Among the five people killed in the attack was Joan Davenny, a teacher at a Jewish school in Woodbridge, Conn., who was spending the year in Israel on a special program for Jewish educators.

Baram said the Tourism, Ministry had launched an aggressive advertising campaign in the United States after American student Alisa Faltow was killed in an April 9 bus explosion in the Gaza Strip that also claimed the lives of seven Israeli soldiers.

Those wounded in Monday’s bombing included a number of foreign students. Many of them were on their way to The Hebrew University’s Mount Scopus campus for Hebrew language classes.

Avraham Burg, head of the Jewish Agency for Israel, said 18 new immigrants studying in the agency’s absorption program were among the injured.
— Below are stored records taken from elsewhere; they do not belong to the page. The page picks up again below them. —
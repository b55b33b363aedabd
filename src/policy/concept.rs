//! Concept-name search

use crate::policy::context::{SearchContext, TerminologyLookup};
use crate::search::{
    fields, Clause, FilterSet, Locale, LocaleClauseBuilder, MatchKind, QueryTextNormalizer, ResultPage, SearchBackend,
    SearchConfig, SearchError, SearchExecutor, SearchHit, SearchQuerySpec, SearchResult, SeenValues,
    WeightedClauseBuilder,
};
use serde::{Deserialize, Serialize};
use validator::Validate;

/// Caller input of a concept-name search
#[derive(Debug, Clone, Default, PartialEq, Serialize, Deserialize, Validate)]
#[serde(default)]
pub struct ConceptSearchRequest {
    /// Free text; blank matches every name
    #[validate(length(max = 255))]
    pub phrase: String,

    /// Locales to search; empty means the current locale of the context
    pub locales: Vec<Locale>,

    /// Require the exact locale tag instead of a language match
    pub exact_locale: bool,

    /// Match the phrase as a whole instead of per keyword
    pub search_on_phrase: bool,

    pub required_classes: Vec<i64>,
    pub excluded_classes: Vec<i64>,
    pub required_datatypes: Vec<i64>,
    pub excluded_datatypes: Vec<i64>,

    /// Restrict results to the answers of this concept
    pub answers_to_concept: Option<i64>,

    pub include_retired: bool,

    pub offset: Option<usize>,

    #[validate(range(min = 1))]
    pub limit: Option<usize>,
}

impl ConceptSearchRequest {
    pub fn new(phrase: impl Into<String>) -> Self {
        Self {
            phrase: phrase.into(),
            ..Default::default()
        }
    }

    pub fn with_locales(mut self, locales: Vec<Locale>) -> Self {
        self.locales = locales;
        self
    }

    pub fn with_exact_locale(mut self, exact_locale: bool) -> Self {
        self.exact_locale = exact_locale;
        self
    }

    pub fn with_search_on_phrase(mut self, search_on_phrase: bool) -> Self {
        self.search_on_phrase = search_on_phrase;
        self
    }

    pub fn with_required_classes(mut self, classes: Vec<i64>) -> Self {
        self.required_classes = classes;
        self
    }

    pub fn with_excluded_classes(mut self, classes: Vec<i64>) -> Self {
        self.excluded_classes = classes;
        self
    }

    pub fn with_required_datatypes(mut self, datatypes: Vec<i64>) -> Self {
        self.required_datatypes = datatypes;
        self
    }

    pub fn with_excluded_datatypes(mut self, datatypes: Vec<i64>) -> Self {
        self.excluded_datatypes = datatypes;
        self
    }

    pub fn with_answers_to(mut self, concept_id: i64) -> Self {
        self.answers_to_concept = Some(concept_id);
        self
    }

    pub fn with_include_retired(mut self, include_retired: bool) -> Self {
        self.include_retired = include_retired;
        self
    }

    pub fn with_page(mut self, offset: Option<usize>, limit: Option<usize>) -> Self {
        self.offset = offset;
        self.limit = limit;
        self
    }
}

/// The best-ranked name of one concept
#[derive(Debug, Clone, PartialEq, Serialize, Deserialize)]
pub struct ConceptSearchHit {
    pub concept_id: i64,
    pub concept_name_id: i64,
    pub name: String,
    pub locale: Option<Locale>,
    pub locale_preferred: bool,
    pub score: f32,
}

pub(crate) fn parse_id(hit: &SearchHit, field: &str) -> SearchResult<i64> {
    let raw = hit
        .first(field)
        .ok_or_else(|| SearchError::Backend(format!("hit {} has no stored '{}'", hit.id, field)))?;
    raw.parse()
        .map_err(|_| SearchError::Backend(format!("hit {} has a malformed '{}': {}", hit.id, field, raw)))
}

pub(crate) fn parse_flag(hit: &SearchHit, field: &str) -> bool {
    hit.first(field) == Some("true")
}

impl TryFrom<SearchHit> for ConceptSearchHit {
    type Error = SearchError;

    fn try_from(hit: SearchHit) -> Result<Self, Self::Error> {
        Ok(Self {
            concept_id: parse_id(&hit, fields::CONCEPT_ID)?,
            concept_name_id: hit
                .id
                .parse()
                .map_err(|_| SearchError::Backend(format!("malformed concept name id: {}", hit.id)))?,
            name: hit.first(fields::NAME).unwrap_or_default().to_string(),
            locale: hit.first(fields::LOCALE).and_then(|l| l.parse().ok()),
            locale_preferred: parse_flag(&hit, fields::LOCALE_PREFERRED),
            score: hit.score,
        })
    }
}

/// A concept whose names tied in a by-name lookup, with its matching names
/// in rank order
#[derive(Debug, Clone, PartialEq, Serialize, Deserialize)]
pub struct ConceptCandidate {
    pub concept_id: i64,
    pub names: Vec<String>,
}

/// Decides between several concepts matching a by-name lookup
pub trait TieBreak {
    fn resolve(&self, name: &str, candidates: &[ConceptCandidate], context: &SearchContext) -> SearchResult<Option<i64>>;
}

/// Pick the first-ranked concept with a name literally equal to the input
#[derive(Debug, Clone, Copy, Default)]
pub struct FirstLiteralMatch;

impl TieBreak for FirstLiteralMatch {
    fn resolve(&self, name: &str, candidates: &[ConceptCandidate], context: &SearchContext) -> SearchResult<Option<i64>> {
        let found = candidates
            .iter()
            .find(|c| c.names.iter().any(|n| context.names_equal(n, name)))
            .map(|c| c.concept_id);
        if found.is_none() {
            tracing::warn!(name, candidates = candidates.len(), "No literal name match among tied concepts");
        }
        Ok(found)
    }
}

/// Fail every tie
#[derive(Debug, Clone, Copy, Default)]
pub struct RejectAmbiguous;

impl TieBreak for RejectAmbiguous {
    fn resolve(&self, _name: &str, candidates: &[ConceptCandidate], _context: &SearchContext) -> SearchResult<Option<i64>> {
        Err(SearchError::NonUniqueResult {
            count: candidates.len(),
        })
    }
}

/// Assembles and runs concept-name searches
pub struct ConceptNameSearchPolicy<B, L> {
    executor: SearchExecutor<B>,
    lookup: L,
    clauses: WeightedClauseBuilder,
    locales: LocaleClauseBuilder,
}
“It is a tragedy,” said Burg, who added that many of the young people had just moved to Israel and are in the process of becoming Israelis.
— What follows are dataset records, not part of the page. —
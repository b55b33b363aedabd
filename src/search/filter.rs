//! Include/exclude term constraints applied outside relevance scoring

use serde::{Deserialize, Serialize};
use std::collections::{BTreeMap, BTreeSet};
use std::fmt;

/// Field → allowed values and field → disallowed values.
///
/// Include sets narrow: a record must carry at least one allowed value of
/// every included field. Exclude sets subtract: a record carrying any
/// disallowed value is dropped. Empty value lists never create an entry, so
/// they can not narrow a search to nothing.
#[derive(Debug, Clone, Default, PartialEq, Eq, Serialize, Deserialize)]
pub struct FilterSet {
    include: BTreeMap<String, BTreeSet<String>>,
    exclude: BTreeMap<String, BTreeSet<String>>,
}

/// One boolean layer of a [`FilterPredicate`]
#[derive(Debug, Clone, PartialEq, Eq, Serialize, Deserialize)]
pub enum FilterClause {
    /// The field must hold at least one of the values
    MustAnyOf { field: String, values: BTreeSet<String> },
    /// The field must not hold the value
    MustNot { field: String, value: String },
}

/// Backend-neutral form of a [`FilterSet`]: the conjunction of its clauses
#[derive(Debug, Clone, Default, PartialEq, Eq, Serialize, Deserialize)]
pub struct FilterPredicate {
    pub clauses: Vec<FilterClause>,
}

impl FilterSet {
    pub fn new() -> Self {
        Self::default()
    }

    /// Allow `values` for `field`. Accepts a single value, an `Option` or any
    /// collection; `None` and empty collections are no-ops.
    pub fn include<I, V>(&mut self, field: &str, values: I) -> &mut Self
    where
        I: IntoIterator<Item = V>,
        V: ToString,
    {
        Self::add(&mut self.include, field, values);
        self
    }

    /// Disallow `values` for `field`, with the same no-op rules as [`Self::include`]
    pub fn exclude<I, V>(&mut self, field: &str, values: I) -> &mut Self
    where
        I: IntoIterator<Item = V>,
        V: ToString,
    {
        Self::add(&mut self.exclude, field, values);
        self
    }

    fn add<I, V>(target: &mut BTreeMap<String, BTreeSet<String>>, field: &str, values: I)
    where
        I: IntoIterator<Item = V>,
        V: ToString,
    {
        let mut values = values.into_iter().map(|v| v.to_string()).peekable();
        if field.is_empty() || values.peek().is_none() {
            return;
        }
        target.entry(field.to_string()).or_default().extend(values);
    }

    /// Require `field` to hold one of `values`, intersected with any values
    /// already allowed for it. Returns false when no value survives, leaving
    /// the set unchanged.
    pub fn restrict<I, V>(&mut self, field: &str, values: I) -> bool
    where
        I: IntoIterator<Item = V>,
        V: ToString,
    {
        let mut values: BTreeSet<String> = values.into_iter().map(|v| v.to_string()).collect();
        if let Some(allowed) = self.include.get(field) {
            values.retain(|v| allowed.contains(v));
        }
        if field.is_empty() || values.is_empty() {
            return false;
        }
        self.include.insert(field.to_string(), values);
        true
    }

    /// Add every constraint of `other`
    pub fn merge(&mut self, other: &FilterSet) -> &mut Self {
        for (field, values) in &other.include {
            self.include.entry(field.clone()).or_default().extend(values.iter().cloned());
        }
        for (field, values) in &other.exclude {
            self.exclude.entry(field.clone()).or_default().extend(values.iter().cloned());
        }
        self
    }

    pub fn included(&self, field: &str) -> Option<&BTreeSet<String>> {
        self.include.get(field)
    }

    pub fn excluded(&self, field: &str) -> Option<&BTreeSet<String>> {
        self.exclude.get(field)
    }

    pub fn is_empty(&self) -> bool {
        self.include.values().all(BTreeSet::is_empty) && self.exclude.values().all(BTreeSet::is_empty)
    }

    /// One MUST (OR across allowed values) per included field, then one
    /// MUST-NOT per disallowed value
    pub fn to_predicate(&self) -> FilterPredicate {
        let mut clauses = Vec::new();

        for (field, values) in &self.include {
            if values.is_empty() {
                continue;
            }
            clauses.push(FilterClause::MustAnyOf {
                field: field.clone(),
                values: values.clone(),
            });
        }

        for (field, values) in &self.exclude {
            for value in values {
                clauses.push(FilterClause::MustNot {
                    field: field.clone(),
                    value: value.clone(),
                });
            }
        }

        FilterPredicate { clauses }
    }
}

impl FilterPredicate {
    pub fn is_empty(&self) -> bool {
        self.clauses.is_empty()
    }

    /// Evaluate against a record whose field values are produced by `values_of`
    pub fn matches<'a, F>(&self, values_of: F) -> bool
    where
        F: Fn(&str) -> Vec<&'a str>,
    {
        self.clauses.iter().all(|clause| match clause {
            FilterClause::MustAnyOf { field, values } => values_of(field).iter().any(|v| values.contains(*v)),
            FilterClause::MustNot { field, value } => !values_of(field).iter().any(|v| *v == value.as_str()),
        })
    }
}

impl fmt::Display for FilterPredicate {
    fn fmt(&self, f: &mut fmt::Formatter<'_>) -> fmt::Result {
        let parts: Vec<String> = self
            .clauses
            .iter()
            .map(|clause| match clause {
                FilterClause::MustAnyOf { field, values } => {
                    let values: Vec<&str> = values.iter().map(String::as_str).collect();
                    format!("(MUST {} IN {{{}}})", field, values.join(", "))
                }
                FilterClause::MustNot { field, value } => format!("(MUST-NOT {} = {})", field, value),
            })
            .collect();
        f.write_str(&parts.join(" AND "))
    }
}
They included students from the United States, the former Soviet Union, France and Switzerland, Burg said.

“Without mentioning any names, a few of the more seriously injured were these students,” Burg told Israel Radio. “There was one guy who is suffering from back and lower body problems.”

Many of the students came to Israel without family and are living alone.

“In a way, the Jewish Agency is their family,” Burg said. “Our people are with them. I’ve been in touch with their families.”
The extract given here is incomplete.